彦次郎

ブラジルから来た少年の彦次郎のレビュー・感想・評価

ブラジルから来た少年(1978年製作の映画)
3.8
世界各国で65歳の公務員達が不審死する事件から浮かび上がる恐るべき計画をナチスハンターが追うSFサスペンス。
まず後から分かるタイトルが秀逸。ただの古臭いサスペンスかと思って見ていると実はSF(少なくとも1978年は)という話の展開が魅力的です。普通なら最初に事件を知らせた青年コーラーが主役になりそうですが老齢ともみえるリーバマンが主役というのも意外です。
ジャケットに映るオッサンが本作のヴィランとも言うべきDr.メレンゲ。実在の人物ながら収容所で人体実験(統合双子とか色々)を繰り返し死神の如く畏怖されナチス壊滅後はキッチリ逃亡し最期までナチハンターに捕まらなかった(海水浴か何かで溺死したらしい)という経歴の主です。

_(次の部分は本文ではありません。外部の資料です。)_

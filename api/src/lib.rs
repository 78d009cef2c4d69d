pub mod aggregate;
pub mod cache;
pub mod client;
pub mod detail;
pub mod form;
pub mod nhl;
pub mod ranking;
pub mod schedule;
pub mod score;

use chrono::{Datelike, NaiveDate};

// ---------------------------------------------------------------------------
// Domain types, independent of the NHL wire format
// ---------------------------------------------------------------------------

/// A skater merged from the points/goals/assists leaderboards, optionally
/// enriched with recent form.
#[derive(Debug, Clone, Default, PartialEq)]
pub struct SkaterRecord {
    pub id: u64,
    pub name: String,
    pub team_abbrev: String,
    pub position: String, // "C", "L", "R", "D"
    pub sweater_number: Option<u32>,
    pub headshot: Option<String>,
    pub team_logo: Option<String>,
    pub season_goals: u32,
    pub season_assists: u32,
    pub season_points: u32,
    pub recent_stats: Option<RecentSkaterStats>,
    pub recent_points_per_game: f64,
}

/// A goalie merged from the wins/savePctg/goalsAgainstAverage leaderboards.
#[derive(Debug, Clone, Default, PartialEq)]
pub struct GoalieRecord {
    pub id: u64,
    pub name: String,
    pub team_abbrev: String,
    pub sweater_number: Option<u32>,
    pub headshot: Option<String>,
    pub team_logo: Option<String>,
    pub season_wins: u32,
    pub season_save_pct: f64,
    pub season_gaa: f64,
    pub recent_stats: Option<RecentGoalieStats>,
    pub hotness_score: f64,
}

/// Season standing for one club, mapped from a standings snapshot row.
#[derive(Debug, Clone, Default, PartialEq)]
pub struct TeamStanding {
    pub abbrev: String,
    pub name: String,
    pub common_name: String,
    pub logo: Option<String>,
    pub wins: u32,
    pub losses: u32,
    pub ot_losses: u32,
    pub points: u32,
    pub games_played: u32,
    pub goal_for: i32,
    pub goal_against: i32,
    pub goal_differential: i32,
    pub streak_code: Option<String>,
    pub streak_count: Option<u32>,
    pub l10_wins: u32,
    pub l10_losses: u32,
    pub l10_ot_losses: u32,
    pub division_name: Option<String>,
    pub conference_name: Option<String>,
}

impl TeamStanding {
    pub fn win_pct(&self) -> f64 {
        if self.games_played > 0 {
            f64::from(self.wins) / f64::from(self.games_played)
        } else {
            0.0
        }
    }

    /// Share of available standings points earned (two per game played).
    pub fn point_pct(&self) -> f64 {
        if self.games_played > 0 {
            f64::from(self.points) / f64::from(self.games_played * 2)
        } else {
            0.0
        }
    }

    /// "10-5-1"
    pub fn record(&self) -> String {
        format!("{}-{}-{}", self.wins, self.losses, self.ot_losses)
    }
}

/// A club ranked by recent momentum.
#[derive(Debug, Clone, Default, PartialEq)]
pub struct TeamRecord {
    pub id: String, // team abbreviation, e.g. "EDM"
    pub name: String,
    pub wins: u32,
    pub losses: u32,
    pub ot_losses: u32,
    pub points: u32,
    pub games_played: u32,
    pub standing: TeamStanding,
    pub recent_games: Vec<GameResult>,
    pub recent_wins: u32,
    pub recent_losses: u32,
    pub recent_goals_for: i64,
    pub recent_goals_against: i64,
    pub recent_goal_diff: i64,
    pub recent_win_pct: f64,
    pub recent_gd_per_game: f64,
    pub hotness_score: f64,
    pub recent_record: String, // "7-3"
}

/// Counting stats summed over a skater's recent window.
#[derive(Debug, Clone, Copy, Default, PartialEq, Eq)]
pub struct RecentSkaterStats {
    pub goals: i64,
    pub assists: i64,
    pub points: i64,
    pub plus_minus: i64,
    pub shots: i64,
    pub games: u32,
}

/// Goalie window sums plus the three derived rates.
#[derive(Debug, Clone, Copy, Default, PartialEq)]
pub struct RecentGoalieStats {
    pub games_played: u32,
    pub wins: u32,
    pub losses: u32,
    pub ot_losses: u32,
    pub shots_against: i64,
    pub goals_against: i64,
    /// Signed: upstream occasionally reports more goals than shots.
    pub saves: i64,
    pub shutouts: i64,
    pub save_pct: f64,
    pub gaa: f64,
    pub win_pct: f64,
}

/// One completed game from a club's point of view.
#[derive(Debug, Clone, Default, PartialEq, Eq)]
pub struct GameResult {
    pub date: String, // "2025-01-14"
    pub opponent: String,
    pub team_score: u32,
    pub opp_score: u32,
    pub is_win: bool,
    pub is_home: bool,
    pub game_id: u64,
}

/// Upstream game state codes.
#[derive(Debug, Clone, Copy, Default, PartialEq, Eq)]
pub enum GameState {
    #[default]
    Future, // FUT
    Pregame, // PRE
    Live,    // LIVE
    Critical, // CRIT: late in a close game
    Off,     // OFF: final, stats official
    Final,   // FINAL
    Other,
}

impl GameState {
    pub fn parse(code: &str) -> Self {
        match code {
            "FUT" => GameState::Future,
            "PRE" => GameState::Pregame,
            "LIVE" => GameState::Live,
            "CRIT" => GameState::Critical,
            "OFF" => GameState::Off,
            "FINAL" => GameState::Final,
            _ => GameState::Other,
        }
    }

    pub fn is_live(&self) -> bool {
        matches!(self, GameState::Live | GameState::Critical)
    }

    pub fn is_complete(&self) -> bool {
        matches!(self, GameState::Off | GameState::Final)
    }

    pub fn is_upcoming(&self) -> bool {
        matches!(self, GameState::Future | GameState::Pregame)
    }

    pub fn label(&self) -> &'static str {
        match self {
            GameState::Future => "FUT",
            GameState::Pregame => "PRE",
            GameState::Live => "LIVE",
            GameState::Critical => "CRIT",
            GameState::Off => "OFF",
            GameState::Final => "FINAL",
            GameState::Other => "?",
        }
    }
}

#[derive(Debug, Clone, Default, PartialEq)]
pub struct TodayTeam {
    pub abbrev: String,
    pub name: String,
    pub logo: Option<String>,
    pub score: Option<u32>,
    pub record: Option<String>,
}

/// A game on today's league schedule.
#[derive(Debug, Clone, Default, PartialEq)]
pub struct TodayGame {
    pub id: u64,
    pub start_time: Option<String>,
    pub state: GameState,
    pub period: Option<u8>,
    pub period_type: Option<String>,
    pub clock: Option<String>,
    pub home: TodayTeam,
    pub away: TodayTeam,
}

/// A player hit from the search index.
#[derive(Debug, Clone, Default, PartialEq)]
pub struct PlayerSearchResult {
    pub player_id: String,
    pub name: String,
    pub team_abbrev: Option<String>,
    pub position_code: Option<String>,
    pub sweater_number: Option<String>,
    pub active: bool,
    pub headshot: Option<String>,
}

/// Season identifier such as "20252026". The season rolls over in October:
/// from October onward the reference year starts the season, before it the
/// previous year does.
pub fn season_label(reference: NaiveDate) -> String {
    let start = if reference.month0() >= 9 {
        reference.year()
    } else {
        reference.year() - 1
    };
    format!("{}{}", start, start + 1)
}
//! Common library for the Twitter API service
//!
//! This crate provides the record store engine: an ordered collection of
//! records of one kind, looked up linearly by identifier, with an in-memory
//! backend and a JSON file backend.

pub mod error;
pub mod json_file;
pub mod memory;
pub mod record;
pub mod store;

pub use error::{StoreError, StoreResult};
pub use json_file::JsonFileStore;
pub use memory::MemoryStore;
pub use record::Record;
pub use store::RecordStore;

/// Example usage of the JSON file store
///
/// ```rust,no_run
/// use common::{JsonFileStore, Record, RecordStore};
/// use serde::{Deserialize, Serialize};
/// use uuid::Uuid;
///
/// #[derive(Clone, Serialize, Deserialize)]
/// struct Bookmark {
///     id: Uuid,
///     url: String,
/// }
///
/// impl Record for Bookmark {
///     const KIND: &'static str = "bookmark";
///
///     fn id(&self) -> Uuid {
///         self.id
///     }
/// }
///
/// #[tokio::main]
/// async fn main() -> Result<(), Box<dyn std::error::Error>> {
///     let store = JsonFileStore::<Bookmark>::open("data/bookmarks.json").await?;
///     let saved = store
///         .append(Bookmark { id: Uuid::new_v4(), url: "https://example.com".into() })
///         .await?;
///     println!("Stored {} bookmarks", store.list_all().await?.len());
///     store.remove(saved.id).await?;
///     Ok(())
/// }
/// ```
pub fn example_usage() {}
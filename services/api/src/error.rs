//! Custom error types for the API service

use axum::{
    Json,
    extract::rejection::{JsonRejection, PathRejection},
    http::StatusCode,
    response::{IntoResponse, Response},
};
use common::StoreError;
use serde_json::json;
use thiserror::Error;
use tracing::error;

use crate::validation::ValidationErrors;

/// Custom error type for the API service
#[derive(Error, Debug)]
pub enum ApiError {
    /// Login failed; unknown email and wrong password look the same
    #[error("Invalid email or password")]
    Unauthorized,

    /// Bad request with message
    #[error("Bad request: {0}")]
    BadRequest(String),

    /// Request fields broke one or more validation rules
    #[error("Validation failed: {0}")]
    Validation(#[from] ValidationErrors),

    /// The request clashes with stored data
    #[error("Conflict: {0}")]
    Conflict(String),

    /// Internal server error
    #[error("Internal server error: {0}")]
    InternalServerError(String),

    /// Record store error
    #[error("Store error: {0}")]
    Store(#[from] StoreError),
}

impl From<JsonRejection> for ApiError {
    fn from(rejection: JsonRejection) -> Self {
        ApiError::BadRequest(rejection.body_text())
    }
}

impl From<PathRejection> for ApiError {
    fn from(rejection: PathRejection) -> Self {
        ApiError::BadRequest(rejection.body_text())
    }
}

impl IntoResponse for ApiError {
    fn into_response(self) -> Response {
        let (status, body) = match self {
            ApiError::Unauthorized => (
                StatusCode::UNAUTHORIZED,
                json!({ "error": "Invalid email or password" }),
            ),
            ApiError::BadRequest(msg) => (StatusCode::BAD_REQUEST, json!({ "error": msg })),
            ApiError::Validation(errors) => (
                StatusCode::BAD_REQUEST,
                json!({ "error": "Validation failed", "fields": errors.0 }),
            ),
            ApiError::Conflict(msg) => (StatusCode::CONFLICT, json!({ "error": msg })),
            ApiError::Store(e) if e.is_not_found() => {
                (StatusCode::NOT_FOUND, json!({ "error": e.to_string() }))
            }
            ApiError::Store(e) if e.is_conflict() => {
                (StatusCode::CONFLICT, json!({ "error": e.to_string() }))
            }
            ApiError::Store(e) => {
                error!("Record store failure: {}", e);
                (
                    StatusCode::INTERNAL_SERVER_ERROR,
                    json!({ "error": "Storage error" }),
                )
            }
            ApiError::InternalServerError(detail) => {
                error!("Internal server error: {}", detail);
                (
                    StatusCode::INTERNAL_SERVER_ERROR,
                    json!({ "error": "Internal server error" }),
                )
            }
        };

        (status, Json(body)).into_response()
    }
}

/// Type alias for API results
pub type ApiResult<T> = Result<T, ApiError>;

#[cfg(test)]
mod tests {
    use super::*;
    use uuid::Uuid;

    #[test]
    fn test_status_codes() {
        let cases = [
            (ApiError::Unauthorized, StatusCode::UNAUTHORIZED),
            (
                ApiError::Validation(ValidationErrors::single("content", "too long")),
                StatusCode::BAD_REQUEST,
            ),
            (
                ApiError::Store(StoreError::NotFound {
                    kind: "tweet",
                    id: Uuid::nil(),
                }),
                StatusCode::NOT_FOUND,
            ),
            (
                ApiError::Conflict("Email is already registered".to_string()),
                StatusCode::CONFLICT,
            ),
            (
                ApiError::Store(StoreError::Serialize(
                    serde_json::from_str::<u8>("x").unwrap_err(),
                )),
                StatusCode::INTERNAL_SERVER_ERROR,
            ),
        ];

        for (error, expected) in cases {
            assert_eq!(error.into_response().status(), expected);
        }
    }
}
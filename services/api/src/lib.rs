//! Twitter API service
//!
//! A small HTTP service managing users and their tweets, each kept in its
//! own record store.

pub mod error;
pub mod models;
pub mod repositories;
pub mod routes;
pub mod settings;
pub mod state;
pub mod validation;

pub use routes::create_router;
pub use state::AppState;
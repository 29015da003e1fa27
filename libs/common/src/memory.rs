//! In-memory record store

use async_trait::async_trait;
use tokio::sync::RwLock;
use uuid::Uuid;

use crate::{error::StoreResult, record::Record, store, store::RecordStore};

/// Record store that keeps its collection in process memory
#[derive(Debug)]
pub struct MemoryStore<R> {
    records: RwLock<Vec<R>>,
}

impl<R: Record> MemoryStore<R> {
    /// Create an empty in-memory store
    pub fn new() -> Self {
        Self::with_records(Vec::new())
    }

    /// Create an in-memory store seeded with `records`
    pub fn with_records(records: Vec<R>) -> Self {
        Self {
            records: RwLock::new(records),
        }
    }
}

impl<R: Record> Default for MemoryStore<R> {
    fn default() -> Self {
        Self::new()
    }
}

#[async_trait]
impl<R: Record> RecordStore<R> for MemoryStore<R> {
    async fn append(&self, record: R) -> StoreResult<R> {
        let mut records = self.records.write().await;
        store::append(&mut records, record)
    }

    async fn list_all(&self) -> StoreResult<Vec<R>> {
        Ok(self.records.read().await.clone())
    }

    async fn find_by_id(&self, id: Uuid) -> StoreResult<R> {
        let records = self.records.read().await;
        store::find(&records, id)
    }

    async fn replace(&self, id: Uuid, record: R) -> StoreResult<R> {
        let mut records = self.records.write().await;
        store::replace(&mut records, id, record)
    }

    async fn remove(&self, id: Uuid) -> StoreResult<R> {
        let mut records = self.records.write().await;
        store::remove(&mut records, id)
    }
}

#[cfg(test)]
mod tests {
    use std::sync::Arc;

    use super::*;
    use crate::store::test_support::Note;

    #[tokio::test]
    async fn test_append_then_find() {
        let store = MemoryStore::<Note>::new();
        let created = store.append(Note::new("first")).await.unwrap();

        assert_eq!(store.find_by_id(created.id).await.unwrap(), created);
        assert_eq!(store.list_all().await.unwrap().len(), 1);
    }

    #[tokio::test]
    async fn test_remove_then_find_is_not_found() {
        let store = MemoryStore::with_records(vec![Note::new("a"), Note::new("b")]);
        let target = store.list_all().await.unwrap()[0].clone();

        let removed = store.remove(target.id).await.unwrap();
        assert_eq!(removed, target);
        assert_eq!(store.list_all().await.unwrap().len(), 1);
        assert!(
            store
                .find_by_id(target.id)
                .await
                .unwrap_err()
                .is_not_found()
        );
    }

    #[tokio::test]
    async fn test_find_first() {
        let store = MemoryStore::with_records(vec![Note::new("a"), Note::new("b")]);

        let found = store.find_first(&|n: &Note| n.title == "b").await.unwrap();
        assert_eq!(found.map(|n| n.title), Some("b".to_string()));

        let missing = store.find_first(&|n: &Note| n.title == "z").await.unwrap();
        assert!(missing.is_none());
    }

    #[tokio::test]
    async fn test_concurrent_appends_are_all_kept() {
        let store = Arc::new(MemoryStore::<Note>::new());

        let handles: Vec<_> = (0..32)
            .map(|i| {
                let store = store.clone();
                tokio::spawn(async move { store.append(Note::new(&format!("n{i}"))).await })
            })
            .collect();
        for handle in handles {
            handle.await.unwrap().unwrap();
        }

        assert_eq!(store.list_all().await.unwrap().len(), 32);
    }
}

壮大な計画と広範な規模の割には組織がショボいのか博士が独善的すぎたのかスケールの小さい終盤。しかし却って博士の冷徹さ、狡猾さが浮立つようになっておりました。日常に不穏なる恐怖が仕込まれた事を暗示させるラストが良かったです。

追記 Wikipediaによるとメレンゲ博士が死んだのは1979年。つまりまだ存命の頃の作品という事に驚きです。まあ文句を言いに出てきたら捕まりますけど…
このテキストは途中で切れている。